|Rest In Peace.|
In memory of comedian Robin Williams. I've laughed so many times at your subtle genius, it feels strange to know you're no longer on this planet. Today I found out you were also a gamer and it makes sense to me. Thank you for the joy you brought me on dark days. God bless you. Na-Nu Na-Nu.
Continuing the #RPGaDAY randomness with D30 awesomeness.
Today's lucky numbers are 24, 15,
25... bonus number 10.†
24th - Most Complicated RPG Owned
15th - Favourite Convention Game
10th - Favourite tie-in Novel / Game Fiction
† Because 25 was answered in my previous post.
Most Complicated RPG Owned
I don't think I've got a complicated game on my shelf.

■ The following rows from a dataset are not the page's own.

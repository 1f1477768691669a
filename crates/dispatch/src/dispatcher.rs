use std::{collections::HashMap, sync::Arc};

use futures::future::join_all;
use serde::{Deserialize, Serialize};
use serde_json::{Map, Value};
use shared::{
    domain::CommandPath,
    protocol::{CommandOutcome, CommandRequest, Params},
};
use tracing::{debug, info};

use crate::{
    context::ExecutionContext,
    descriptor::{AliasInfo, CommandDescriptor},
    error::DispatchError,
    group::{execute_group, HandlerGroup},
    options::{OptionLayer, Options},
};

/// Target of an alias: a concrete `namespace.operation` command plus fields
/// copied verbatim onto the resolved descriptor.
#[derive(Debug, Clone, PartialEq, Serialize, Deserialize)]
pub struct AliasEntry {
    pub command: String,
    #[serde(flatten)]
    pub options: Map<String, Value>,
}

impl AliasEntry {
    pub fn new(command: impl Into<String>) -> Self {
        Self {
            command: command.into(),
            options: Map::new(),
        }
    }

    pub fn with_option(mut self, key: impl Into<String>, value: Value) -> Self {
        self.options.insert(key.into(), value);
        self
    }
}

impl From<&str> for AliasEntry {
    fn from(command: &str) -> Self {
        Self::new(command)
    }
}

impl From<String> for AliasEntry {
    fn from(command: String) -> Self {
        Self::new(command)
    }
}

/// One entry of a bulk batch.
#[derive(Debug, Clone, Default)]
pub struct BulkCommand {
    pub command: String,
    pub params: Params,
    pub options: OptionLayer,
}

impl BulkCommand {
    pub fn new(command: impl Into<String>) -> Self {
        Self {
            command: command.into(),
            ..Self::default()
        }
    }

    pub fn with_params(mut self, params: Params) -> Self {
        self.params = params;
        self
    }

    pub fn with_options(mut self, options: OptionLayer) -> Self {
        self.options = options;
        self
    }
}

impl TryFrom<CommandRequest> for BulkCommand {
    type Error = serde_json::Error;

    fn try_from(request: CommandRequest) -> Result<Self, Self::Error> {
        Ok(Self {
            command: request.command,
            params: request.params.unwrap_or_default(),
            options: OptionLayer::from_map(request.options)?,
        })
    }
}

/// One slot per input command, in input order.
pub type BulkResults = Vec<Result<Value, DispatchError>>;

struct Route {
    descriptor: CommandDescriptor,
    group: Arc<dyn HandlerGroup>,
}

/// Routes `namespace.operation` commands to handler groups.
///
/// Registration happens up front through `&mut self`; dispatch only needs
/// `&self`, so a built dispatcher can be shared behind an `Arc`.
#[derive(Default)]
pub struct Dispatcher {
    groups: HashMap<String, Arc<dyn HandlerGroup>>,
    aliases: HashMap<String, AliasEntry>,
    options: OptionLayer,
}

impl Dispatcher {
    pub fn new() -> Self {
        Self::default()
    }

    /// Dispatcher whose `options` are injected over every call's options.
    pub fn with_options(options: OptionLayer) -> Self {
        Self {
            options,
            ..Self::default()
        }
    }

    pub fn options(&self) -> &OptionLayer {
        &self.options
    }

    pub fn add_group(&mut self, name: impl Into<String>, group: Arc<dyn HandlerGroup>) {
        let name = name.into();
        if self.groups.insert(name.clone(), group).is_some() {
            debug!(%name, "handler group replaced");
        }
    }

    /// Registers `group` under its own name.
    pub fn add_named_group(&mut self, group: Arc<dyn HandlerGroup>) {
        let name = group.name().to_string();
        self.add_group(name, group);
    }

    pub fn add_groups<I>(&mut self, groups: I)
    where
        I: IntoIterator<Item = Arc<dyn HandlerGroup>>,
    {
        for group in groups {
            self.add_named_group(group);
        }
    }

    pub fn extend_groups<I, S>(&mut self, groups: I)
    where
        I: IntoIterator<Item = (S, Arc<dyn HandlerGroup>)>,
        S: Into<String>,
    {
        for (name, group) in groups {
            self.add_group(name, group);
        }
    }

    pub fn add_alias(&mut self, name: impl Into<String>, target: impl Into<AliasEntry>) {
        self.aliases.insert(name.into(), target.into());
    }

    pub fn has_group(&self, name: &str) -> bool {
        self.groups.contains_key(name)
    }

    pub fn alias(&self, name: &str) -> Option<&AliasEntry> {
        self.aliases.get(name)
    }

    pub fn parse_command_name(&self, command: &str) -> Result<CommandDescriptor, DispatchError> {
        self.route(command).map(|route| route.descriptor)
    }

    /// Resolves a registered alias to the descriptor of its target.
    pub fn handle_alias(&self, alias: &str) -> Result<CommandDescriptor, DispatchError> {
        self.alias_route(alias).map(|route| route.descriptor)
    }

    pub async fn execute(
        &self,
        ctx: &ExecutionContext,
        command: &str,
        params: Params,
        options: OptionLayer,
    ) -> Result<Value, DispatchError> {
        let route = if self.aliases.contains_key(command) {
            self.alias_route(command)?
        } else {
            self.route(command)?
        };
        self.run(ctx, route, params, &options).await
    }

    /// Runs every command independently and concurrently. A failing command
    /// fills its own slot; it never fails the batch or its siblings.
    pub async fn execute_bulk(
        &self,
        ctx: &ExecutionContext,
        commands: Vec<BulkCommand>,
        options: OptionLayer,
    ) -> BulkResults {
        self.run_batch(ctx, commands.into_iter().map(Ok).collect(), options)
            .await
    }

    /// Like [`Dispatcher::execute_bulk`] for raw requests. A request whose
    /// `options` do not parse fails its own slot with `INVALID_OPTIONS`.
    pub async fn execute_requests(
        &self,
        ctx: &ExecutionContext,
        requests: Vec<CommandRequest>,
        options: OptionLayer,
    ) -> BulkResults {
        let commands = requests
            .into_iter()
            .map(|request| {
                let command = request.command.clone();
                BulkCommand::try_from(request)
                    .map_err(|source| DispatchError::InvalidOptions { command, source })
            })
            .collect();
        self.run_batch(ctx, commands, options).await
    }

    /// Tags a result, rendering errors with the dispatcher's formatter.
    pub fn outcome(&self, result: Result<Value, DispatchError>) -> CommandOutcome {
        tag(result, &self.formatting_options())
    }

    pub fn outcomes(&self, results: BulkResults) -> Vec<CommandOutcome> {
        let options = self.formatting_options();
        results
            .into_iter()
            .map(|result| tag(result, &options))
            .collect()
    }

    fn formatting_options(&self) -> Options {
        Options::resolve([&self.options])
    }

    async fn run_batch(
        &self,
        ctx: &ExecutionContext,
        commands: Vec<Result<BulkCommand, DispatchError>>,
        options: OptionLayer,
    ) -> BulkResults {
        let mut batch_ctx = ctx.clone();
        batch_ctx.bulk = true;
        let batch_ctx = &batch_ctx;
        let batch_options = &options;

        let total = commands.len();
        let results = join_all(commands.into_iter().map(|cmd| async move {
            match cmd {
                Ok(cmd) => {
                    let layer = cmd.options.merged_over(batch_options);
                    self.execute(batch_ctx, &cmd.command, cmd.params, layer).await
                }
                Err(err) => Err(err),
            }
        }))
        .await;

        let failed = results.iter().filter(|r| r.is_err()).count();
        info!(total, failed, "bulk execution finished");
        results
    }

    fn route(&self, command: &str) -> Result<Route, DispatchError> {
        let Some(path) = CommandPath::split(command) else {
            return Err(DispatchError::InvalidCommandName {
                message: "Command name must be a string in format <controller>.<action>.".into(),
                details: None,
            });
        };
        let descriptor = CommandDescriptor::new(command, path);
        let Some(group) = self.groups.get(path.namespace) else {
            return Err(DispatchError::InvalidCommandName {
                message: format!("Not found handler for command {command}"),
                details: serde_json::to_value(&descriptor).ok(),
            });
        };
        Ok(Route {
            descriptor,
            group: Arc::clone(group),
        })
    }

    /// Alias targets resolve as plain commands, so aliases never chain.
    fn alias_route(&self, alias: &str) -> Result<Route, DispatchError> {
        let Some(entry) = self.aliases.get(alias) else {
            return Err(DispatchError::InvalidCommandName {
                message: format!("Not found handler for command {alias}"),
                details: None,
            });
        };
        let mut route = self.route(&entry.command)?;
        route.descriptor.original_command = alias.to_string();
        route.descriptor.alias = Some(AliasInfo {
            name: alias.to_string(),
            options: entry.options.clone(),
        });
        Ok(route)
    }

    async fn run(
        &self,
        ctx: &ExecutionContext,
        route: Route,
        params: Params,
        call: &OptionLayer,
    ) -> Result<Value, DispatchError> {
        let Route { descriptor, group } = route;
        let layer = self.options.merged_over(call);
        let operation = descriptor.operation.clone();

        let mut ctx = ctx.fork();
        debug!(
            invocation_id = %ctx.invocation_id,
            command = %descriptor.original_command,
            namespace = %descriptor.namespace,
            operation = %operation,
            bulk = ctx.bulk,
            "dispatching command"
        );
        ctx.command = Some(descriptor);

        let result = execute_group(group.as_ref(), &mut ctx, &operation, params, &layer).await;
        if let Err(error) = &result {
            debug!(invocation_id = %ctx.invocation_id, code = error.code(), "command failed");
        }
        result
    }
}

fn tag(result: Result<Value, DispatchError>, options: &Options) -> CommandOutcome {
    match result {
        Ok(value) => CommandOutcome::Ok(value),
        Err(err) => CommandOutcome::Failed(options.format_error(&err)),
    }
}

#[cfg(test)]
#[path = "tests/dispatcher_tests.rs"]
mod tests;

I sold my D&D 3rd edition books because I grew to understand that the older D&D editions I had were 'better'. I've played complex games over the years but I haven't kept them. I have MERP but I don't own Rolemaster. I have Basic Role-Playing but I don't own RuneQuest. I don't believe complicated rules make for a better game. I do have campaign and 'splat' books for games I don't own though. RuneQuest Borderlands, Dark Ages books for White Wolf's Vampire and Werewolf, GURPS Magic. I really should own Warhammer Fantasy Roleplay, although I do have Mordheim.
Favourite Convention Game
In my life thus far, I can count the number of conventions I've attended on two hands. I've blogged about this here. Conventions are a great place to play all manner of games, which I do, though I'll usually go for D&D before anything else. If I'm running something, it's usually D&D with an old school feel. It's quick and easy to get people playing a game of early edition D&D or AD&D 1st edition.

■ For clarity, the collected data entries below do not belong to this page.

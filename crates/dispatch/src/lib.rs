pub mod access;
pub mod context;
pub mod descriptor;
pub mod dispatcher;
pub mod error;
pub mod group;
pub mod handler;
pub mod options;
pub mod validation;

pub use access::{check_access, AccessControl, AclRule, RolePolicy, StaticAcl};
pub use context::ExecutionContext;
pub use descriptor::{AccessState, AliasInfo, CommandDescriptor, Resolution};
pub use dispatcher::{AliasEntry, BulkCommand, BulkResults, Dispatcher};
pub use error::{DeniedBy, DispatchError};
pub use group::{execute_group, handler_instance, Group, HandlerGroup, HandlerTable};
pub use handler::{execute_handler, factory, Handler, HandlerFactory};
pub use options::{DefaultErrorFormatter, ErrorFormatter, OptionLayer, Options, RoleLookup};
pub use shared::protocol::Params;
pub use validation::{ConstraintValidator, Constraints, FieldConstraint, Validator, Violation};
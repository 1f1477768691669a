use serde::{Deserialize, Serialize};

/// Role assumed when the caller context carries none.
pub const DEFAULT_ROLE: &str = "UNAUTHORIZED";

/// The two significant segments of a `<namespace>.<operation>` command.
#[derive(Debug, Clone, Copy, PartialEq, Eq, Serialize)]
pub struct CommandPath<'a> {
    pub namespace: &'a str,
    pub operation: &'a str,
}

impl<'a> CommandPath<'a> {
    /// Splits on `.` and keeps the first two segments. Anything after the
    /// operation segment is ignored.
    pub fn split(command: &'a str) -> Option<Self> {
        let mut parts = command.split('.');
        let namespace = parts.next()?;
        let operation = parts.next()?;
        Some(Self {
            namespace,
            operation,
        })
    }
}

#[derive(Debug, Clone, Copy, PartialEq, Eq, Default, Serialize, Deserialize)]
#[serde(rename_all = "camelCase")]
pub enum ValidatorFormat {
    /// `field -> first violation message`
    #[default]
    ErrorFormatter,
    /// `field -> [violation messages]`
    Grouped,
    /// `[violation messages]`
    Flat,
}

Favourite tie-in Novel / Game Fiction
Well, I can honestly say I've read a lot of fantasy fiction. The good, the bad, and the ugly. One author's works stand above all others as an example of how most roleplaying games end up.

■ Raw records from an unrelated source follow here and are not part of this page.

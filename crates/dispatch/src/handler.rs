use std::sync::Arc;

use async_trait::async_trait;
use serde_json::Value;
use shared::protocol::Params;
use tracing::debug;

use crate::{
    access::{check_access, RolePolicy},
    context::ExecutionContext,
    error::DispatchError,
    options::Options,
    validation::{format_violations, Constraints},
};

/// Business logic for one operation.
///
/// Every hook has a default; a useful handler overrides at least
/// [`Handler::process`]. Hooks run through [`execute_handler`].
#[async_trait]
pub trait Handler: Send + Sync {
    fn type_name(&self) -> &'static str {
        std::any::type_name::<Self>()
    }

    /// Parameter constraints. `None` skips validation.
    fn constraints(&self) -> Option<Constraints> {
        None
    }

    /// Role lists used when no access-control adapter is configured.
    fn role_policy(&self) -> RolePolicy {
        RolePolicy::default()
    }

    async fn before(
        &self,
        _ctx: &mut ExecutionContext,
        _params: &mut Params,
        _options: &Options,
    ) -> Result<(), DispatchError> {
        Ok(())
    }

    /// `options` is the snapshot the pipeline authorized with; use
    /// [`Options::role_for`] to see the same role.
    async fn process(
        &self,
        _ctx: &ExecutionContext,
        _params: &Params,
        _options: &Options,
    ) -> Result<Value, DispatchError> {
        Ok(Value::Bool(true))
    }

    async fn after(
        &self,
        _ctx: &ExecutionContext,
        result: Value,
        _options: &Options,
    ) -> Result<Value, DispatchError> {
        Ok(result)
    }
}

/// Builds a fresh handler for each invocation.
pub type HandlerFactory = Arc<dyn Fn() -> Box<dyn Handler> + Send + Sync>;

pub fn factory<H>() -> HandlerFactory
where
    H: Handler + Default + 'static,
{
    Arc::new(|| Box::new(H::default()) as Box<dyn Handler>)
}

/// Runs `before`, validation, authorization, `process` and `after` in order.
/// The first failing stage ends the run with its error.
pub async fn execute_handler(
    handler: &dyn Handler,
    ctx: &mut ExecutionContext,
    mut params: Params,
    options: &Options,
) -> Result<Value, DispatchError> {
    handler.before(ctx, &mut params, options).await?;
    validate_params(handler, &params, options).await?;

    let policy = handler.role_policy().or(&options.group_policy);
    check_access(ctx, options, &policy).await?;

    debug!(
        invocation_id = %ctx.invocation_id,
        handler = handler.type_name(),
        "processing"
    );
    let result = handler.process(ctx, &params, options).await?;
    handler.after(ctx, result, options).await
}

async fn validate_params(
    handler: &dyn Handler,
    params: &Params,
    options: &Options,
) -> Result<(), DispatchError> {
    let Some(constraints) = handler.constraints() else {
        return Ok(());
    };
    options
        .validator
        .validate(params, &constraints)
        .await
        .map_err(|violations| DispatchError::InvalidParams {
            details: format_violations(&violations, options.validator_format),
        })
}

#[cfg(test)]
#[path = "tests/handler_tests.rs"]
mod tests;
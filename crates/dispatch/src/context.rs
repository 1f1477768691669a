use serde_json::{Map, Value};
use uuid::Uuid;

use crate::descriptor::CommandDescriptor;

/// Ambient state for one invocation: the caller's opaque payload plus the
/// descriptor attached during dispatch.
#[derive(Debug, Clone)]
pub struct ExecutionContext {
    caller: Map<String, Value>,
    pub command: Option<CommandDescriptor>,
    pub bulk: bool,
    pub invocation_id: Uuid,
}

impl ExecutionContext {
    pub fn new(caller: Map<String, Value>) -> Self {
        Self {
            caller,
            command: None,
            bulk: false,
            invocation_id: Uuid::new_v4(),
        }
    }

    /// Context whose caller payload is `{ "role": role }`.
    pub fn with_role(role: impl Into<String>) -> Self {
        let mut caller = Map::new();
        caller.insert("role".into(), Value::String(role.into()));
        Self::new(caller)
    }

    pub fn caller(&self) -> &Map<String, Value> {
        &self.caller
    }

    pub fn caller_mut(&mut self) -> &mut Map<String, Value> {
        &mut self.caller
    }

    pub fn get(&self, key: &str) -> Option<&Value> {
        self.caller.get(key)
    }

    pub fn descriptor(&self) -> Option<&CommandDescriptor> {
        self.command.as_ref()
    }

    /// Shallow copy for a new invocation: same caller payload and bulk flag,
    /// fresh invocation id, no descriptor.
    pub fn fork(&self) -> Self {
        Self {
            caller: self.caller.clone(),
            command: None,
            bulk: self.bulk,
            invocation_id: Uuid::new_v4(),
        }
    }
}

impl Default for ExecutionContext {
    fn default() -> Self {
        Self::new(Map::new())
    }
}

impl From<Map<String, Value>> for ExecutionContext {
    fn from(caller: Map<String, Value>) -> Self {
        Self::new(caller)
    }
}

/// Reads `role`, then `user.role`, from the caller payload.
pub fn default_role_lookup(ctx: &ExecutionContext) -> Option<String> {
    if let Some(role) = ctx.get("role").and_then(Value::as_str) {
        return Some(role.to_string());
    }
    ctx.get("user")
        .and_then(|user| user.get("role"))
        .and_then(Value::as_str)
        .map(str::to_string)
}
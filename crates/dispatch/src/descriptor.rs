use serde::Serialize;
use serde_json::{Map, Value};
use shared::domain::CommandPath;

/// Outcome of the authorization check for one invocation.
#[derive(Debug, Clone, Copy, PartialEq, Eq, Default, Serialize)]
#[serde(rename_all = "snake_case")]
pub enum AccessState {
    #[default]
    Unchecked,
    Allowed,
    Denied,
}

#[derive(Debug, Clone, PartialEq, Serialize)]
#[serde(rename_all = "camelCase")]
pub struct AliasInfo {
    pub name: String,
    pub options: Map<String, Value>,
}

/// Stamped by the group once the handler has been resolved.
#[derive(Debug, Clone, PartialEq, Serialize)]
#[serde(rename_all = "camelCase")]
pub struct Resolution {
    pub group_name: String,
    pub handler_name: String,
    pub handler_type: &'static str,
}

/// Resolved metadata for one invocation.
#[derive(Debug, Clone, PartialEq, Serialize)]
#[serde(rename_all = "camelCase")]
pub struct CommandDescriptor {
    /// Command that was resolved; the alias target when reached through an alias.
    pub command: String,
    /// Command exactly as the caller sent it.
    pub original_command: String,
    pub namespace: String,
    pub operation: String,
    #[serde(skip_serializing_if = "Option::is_none")]
    pub alias: Option<AliasInfo>,
    #[serde(skip_serializing_if = "Option::is_none")]
    pub resolution: Option<Resolution>,
    access: AccessState,
}

impl CommandDescriptor {
    pub fn new(command: &str, path: CommandPath<'_>) -> Self {
        Self {
            command: command.to_string(),
            original_command: command.to_string(),
            namespace: path.namespace.to_string(),
            operation: path.operation.to_string(),
            alias: None,
            resolution: None,
            access: AccessState::Unchecked,
        }
    }

    pub fn access(&self) -> AccessState {
        self.access
    }

    pub fn is_allowed(&self) -> bool {
        self.access == AccessState::Allowed
    }

    /// Records the authorization decision. Only the first write sticks.
    pub(crate) fn record_access(&mut self, allowed: bool) -> AccessState {
        if self.access == AccessState::Unchecked {
            self.access = if allowed {
                AccessState::Allowed
            } else {
                AccessState::Denied
            };
        }
        self.access
    }

    /// Resource and operation the access-control adapter is asked about.
    ///
    /// With `on_aliases` set and an alias in play, the alias name's own
    /// segments are used. Alias names that do not split into two segments
    /// fall back to the resolved namespace/operation.
    pub fn access_target(&self, on_aliases: bool) -> (&str, &str) {
        if on_aliases {
            if let Some(path) = self
                .alias
                .as_ref()
                .and_then(|alias| CommandPath::split(&alias.name))
            {
                return (path.namespace, path.operation);
            }
        }
        (&self.namespace, &self.operation)
    }
}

Of course I love the characters and worlds of Tolkien, Burroughs, Lieber, Howard, Moorcock, Le Guin, etc. It's the stuff campaigns are born of. However, once players get involved in the game, campaigns tend to move at a startling speed towards events that you'd read about in a Pratchett multiverse. Douglas Adams and Robert Rankin deserve a mention here also. Sure, every DM starts out with the best of intentions... but then things go all Monty Python. Ironically, if you ran a Discworld campaign, it wouldn't be nearly as funny. The humour usually comes from players taking a game about elves too seriously.
I've also had the good fortune of meeting Terry Pratchett a few times (in New Zealand) at book signings. He's just as witty in person and hugely entertaining.